Examples of implicit and explicit memory?

• Implicit memory includes skills like tying your shoes or opening a door.

• Explicit memory includes recalling a specific event, such as a past conversation or your activities from the previous night.

What are the different fundamental systems behind implicit and explicit memory?

• The declarative memory system handles factual information

  • These are explicit memories

• The non-declarative stores memory for actions, skills, operations, and conditioned responses

  • These are implicit memories

These are thought to be governed by different underlying brain mechanisms/areas.

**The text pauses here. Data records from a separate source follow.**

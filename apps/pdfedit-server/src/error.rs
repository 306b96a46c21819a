//! Error types for the PDF edit server

use axum::{
    extract::multipart::MultipartError,
    http::StatusCode,
    response::{IntoResponse, Response},
    Json,
};
use pdfedit_core::PdfEditError;
use serde::Serialize;
use thiserror::Error;

#[derive(Error, Debug)]
pub enum ServerError {
    #[error("Invalid document: {0}")]
    InvalidDocument(String),

    #[error("Invalid request: {0}")]
    InvalidRequest(String),

    #[error("Request timed out after {0}ms")]
    Timeout(u64),

    #[error("Upload too large")]
    PayloadTooLarge,

    #[error("Internal error: {0}")]
    Internal(String),
}

/// Error response body
#[derive(Serialize)]
struct ErrorResponse {
    success: bool,
    error: String,
    code: String,
}

impl IntoResponse for ServerError {
    fn into_response(self) -> Response {
        let (status, code) = match &self {
            ServerError::InvalidDocument(_) => (StatusCode::BAD_REQUEST, "INVALID_DOCUMENT"),
            ServerError::InvalidRequest(_) => (StatusCode::BAD_REQUEST, "INVALID_REQUEST"),
            ServerError::Timeout(_) => (StatusCode::REQUEST_TIMEOUT, "TIMEOUT"),
            ServerError::PayloadTooLarge => (StatusCode::PAYLOAD_TOO_LARGE, "PAYLOAD_TOO_LARGE"),
            ServerError::Internal(_) => (StatusCode::INTERNAL_SERVER_ERROR, "INTERNAL_ERROR"),
        };

        let body = ErrorResponse {
            success: false,
            error: self.to_string(),
            code: code.to_string(),
        };

        (status, Json(body)).into_response()
    }
}

impl From<PdfEditError> for ServerError {
    fn from(err: PdfEditError) -> Self {
        match err {
            PdfEditError::ParseError(msg) => ServerError::InvalidDocument(msg),
            PdfEditError::InvalidRange(_)
            | PdfEditError::InvalidPayload(_)
            | PdfEditError::InvalidImage(_) => ServerError::InvalidRequest(err.to_string()),
            PdfEditError::OperationError(msg) => ServerError::Internal(msg),
        }
    }
}

impl From<MultipartError> for ServerError {
    fn from(err: MultipartError) -> Self {
        if err.status() == StatusCode::PAYLOAD_TOO_LARGE {
            ServerError::PayloadTooLarge
        } else {
            ServerError::InvalidRequest(err.body_text())
        }
    }
}
//! PDF overlay editing
//!
//! An [`OverlayStore`] collects the text, highlight and image annotations a
//! user places on a rendered document. On save it becomes an
//! [`OverlayRequest`], which [`materialize`] draws onto the document's pages
//! in a fixed order: text, then highlights, then images.
//!
//! Merge and range split round out the page operations the service offers.

pub mod embed;
pub mod error;
pub mod materialize;
pub mod merge;
pub mod overlay;
pub mod page;
pub mod split;
pub mod style;
pub mod wire;

#[cfg(test)]
mod fixtures;

pub use error::PdfEditError;
pub use materialize::{materialize, materialize_with_summary, DrawSummary};
pub use merge::merge_documents;
pub use overlay::{ElementId, ImageAnchor, OverlayElement, OverlayStore};
pub use split::{parse_page_range, split_range};
pub use style::{FontFamily, StylePatch, TextStyle};
pub use wire::{ElementRecord, HighlightRecord, ImageRecord, OverlayRequest, TextRecord};

/// Parse PDF bytes and return page count
pub fn get_page_count(bytes: &[u8]) -> Result<u32, PdfEditError> {
    let doc =
        lopdf::Document::load_mem(bytes).map_err(|e| PdfEditError::ParseError(e.to_string()))?;
    Ok(doc.get_pages().len() as u32)
}

#[cfg(test)]
mod tests {
    use super::*;

    #[test]
    fn test_get_page_count() {
        assert_eq!(get_page_count(&fixtures::create_test_pdf(4)).unwrap(), 4);
        assert!(matches!(
            get_page_count(b"%PDF-"),
            Err(PdfEditError::ParseError(_))
        ));
    }

    #[test]
    fn test_store_to_materialized_document() {
        let mut store = OverlayStore::new();
        let id = store.place_text(1, 50.0, 100.0);
        assert!(store.set_text(id, "Signed"));
        store.place_highlight(1, 0.0, 0.0, 200.0, 50.0);
        store.place_text(7, 0.0, 0.0);

        let request = store.into_request();
        let (bytes, summary) =
            materialize_with_summary(&fixtures::create_test_pdf(2), &request).unwrap();
        assert_eq!(summary.texts, 1);
        assert_eq!(summary.highlights, 1);
        assert_eq!(summary.skipped, 1);
        assert_eq!(get_page_count(&bytes).unwrap(), 2);
    }
}
//! Records exchanged between the overlay store and the materializer
//!
//! A save request carries three JSON arrays, `texts`, `highlights` and
//! `images`. Element ids never cross this boundary; the materializer works
//! purely from array position and the declared page.

use serde::{Deserialize, Serialize};

use crate::error::PdfEditError;
use crate::style::FontFamily;

/// Point size used when a text record omits `size` or sends 0.
pub const WIRE_DEFAULT_TEXT_SIZE: f64 = 14.0;

/// Color used when a text record omits `color` or sends an empty string.
pub const WIRE_DEFAULT_TEXT_COLOR: &str = "#ffffff";

#[derive(Debug, Clone, Serialize, Deserialize, PartialEq)]
pub struct TextRecord {
    pub page: i64,
    pub x: f64,
    pub y: f64,
    #[serde(default)]
    pub value: String,
    #[serde(default, skip_serializing_if = "Option::is_none")]
    pub size: Option<f64>,
    #[serde(default, skip_serializing_if = "Option::is_none")]
    pub color: Option<String>,
    #[serde(default, skip_serializing_if = "Option::is_none")]
    pub bold: Option<bool>,
    #[serde(default, skip_serializing_if = "Option::is_none")]
    pub font: Option<FontFamily>,
}

impl TextRecord {
    pub fn font_size(&self) -> f64 {
        self.size
            .filter(|size| *size != 0.0 && !size.is_nan())
            .unwrap_or(WIRE_DEFAULT_TEXT_SIZE)
    }

    pub fn color(&self) -> &str {
        self.color
            .as_deref()
            .filter(|color| !color.is_empty())
            .unwrap_or(WIRE_DEFAULT_TEXT_COLOR)
    }

    /// Standard font to draw with. Unknown or missing families are Helvetica.
    pub fn base_font(&self) -> &'static str {
        self.font
            .unwrap_or_default()
            .base_font(self.bold.unwrap_or(false))
    }
}

#[derive(Debug, Clone, Serialize, Deserialize, PartialEq)]
pub struct HighlightRecord {
    pub page: i64,
    pub x: f64,
    pub y: f64,
    pub w: f64,
    pub h: f64,
}

#[derive(Debug, Clone, Serialize, Deserialize, PartialEq)]
pub struct ImageRecord {
    pub page: i64,
    pub x: f64,
    pub y: f64,
    pub width: f64,
    pub height: f64,
    /// Data URI, e.g. `data:image/png;base64,...`
    pub src: String,
}

// `page` is a signed integer on the wire. Pages below 1 are out of range like
// any other missing page, so they must survive parsing.

/// One flattened element, tagged with its variant.
#[derive(Debug, Clone, Serialize, Deserialize, PartialEq)]
#[serde(tag = "type")]
pub enum ElementRecord {
    Text(TextRecord),
    Highlight(HighlightRecord),
    Image(ImageRecord),
}

impl ElementRecord {
    pub fn page(&self) -> i64 {
        match self {
            ElementRecord::Text(r) => r.page,
            ElementRecord::Highlight(r) => r.page,
            ElementRecord::Image(r) => r.page,
        }
    }
}

/// The three overlay groups sent alongside the original document.
#[derive(Debug, Clone, Default, Serialize, Deserialize, PartialEq)]
pub struct OverlayRequest {
    #[serde(default)]
    pub texts: Vec<TextRecord>,
    #[serde(default)]
    pub highlights: Vec<HighlightRecord>,
    #[serde(default)]
    pub images: Vec<ImageRecord>,
}

impl OverlayRequest {
    /// Parse the three JSON form fields. Missing or blank fields are empty
    /// lists; anything that is not a JSON array of records is an error.
    pub fn from_parts(
        texts: Option<&str>,
        highlights: Option<&str>,
        images: Option<&str>,
    ) -> Result<Self, PdfEditError> {
        Ok(Self {
            texts: parse_field("texts", texts)?,
            highlights: parse_field("highlights", highlights)?,
            images: parse_field("images", images)?,
        })
    }

    /// Split an ordered element list into the three groups, keeping the
    /// relative order inside each group.
    pub fn from_records(records: impl IntoIterator<Item = ElementRecord>) -> Self {
        let mut request = Self::default();
        for record in records {
            match record {
                ElementRecord::Text(r) => request.texts.push(r),
                ElementRecord::Highlight(r) => request.highlights.push(r),
                ElementRecord::Image(r) => request.images.push(r),
            }
        }
        request
    }

    pub fn is_empty(&self) -> bool {
        self.texts.is_empty() && self.highlights.is_empty() && self.images.is_empty()
    }

    pub fn element_count(&self) -> usize {
        self.texts.len() + self.highlights.len() + self.images.len()
    }

    /// Encode as the `(name, json)` form fields a save request carries.
    pub fn to_form_fields(&self) -> Result<[(&'static str, String); 3], PdfEditError> {
        let encode = |value: Result<String, serde_json::Error>| {
            value.map_err(|e| PdfEditError::InvalidPayload(e.to_string()))
        };
        Ok([
            ("texts", encode(serde_json::to_string(&self.texts))?),
            ("highlights", encode(serde_json::to_string(&self.highlights))?),
            ("images", encode(serde_json::to_string(&self.images))?),
        ])
    }
}

fn parse_field<T: serde::de::DeserializeOwned>(
    name: &str,
    raw: Option<&str>,
) -> Result<Vec<T>, PdfEditError> {
    match raw.map(str::trim) {
        None | Some("") => Ok(Vec::new()),
        Some(json) => serde_json::from_str(json)
            .map_err(|e| PdfEditError::InvalidPayload(format!("{}: {}", name, e))),
    }
}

What are the different types of declarative (explicit) memories

• Semantic memories: contains general knowledge that is not tied to the time when the information was learned

  • E.g., Knowledge about the world, facts, information about things you know

• Episodic memories

  • Memories for specific experiences, including the time and place where they were encoded

Is Memory is a single brain process

No, Different types of memories are processed by the regions involved in that function of behaviour

• E.g., Fear memory requires (and is stored at) the Amygdala

What brain structure is crucial for forming new episodic memories, and where does its name come from?

The hippocampus

• Its name comes from the ancient Greek word for "seahorse," which it resembles in shape.

What role does the hippocampus play in contextual memory?

• associative learning about “where” events took place.

• It stores contextual information along with episodic memories.

What are place cells, and what do they do?

neurons in the hippocampus that encode information about your location.

• They help associate physical context with episodic memories.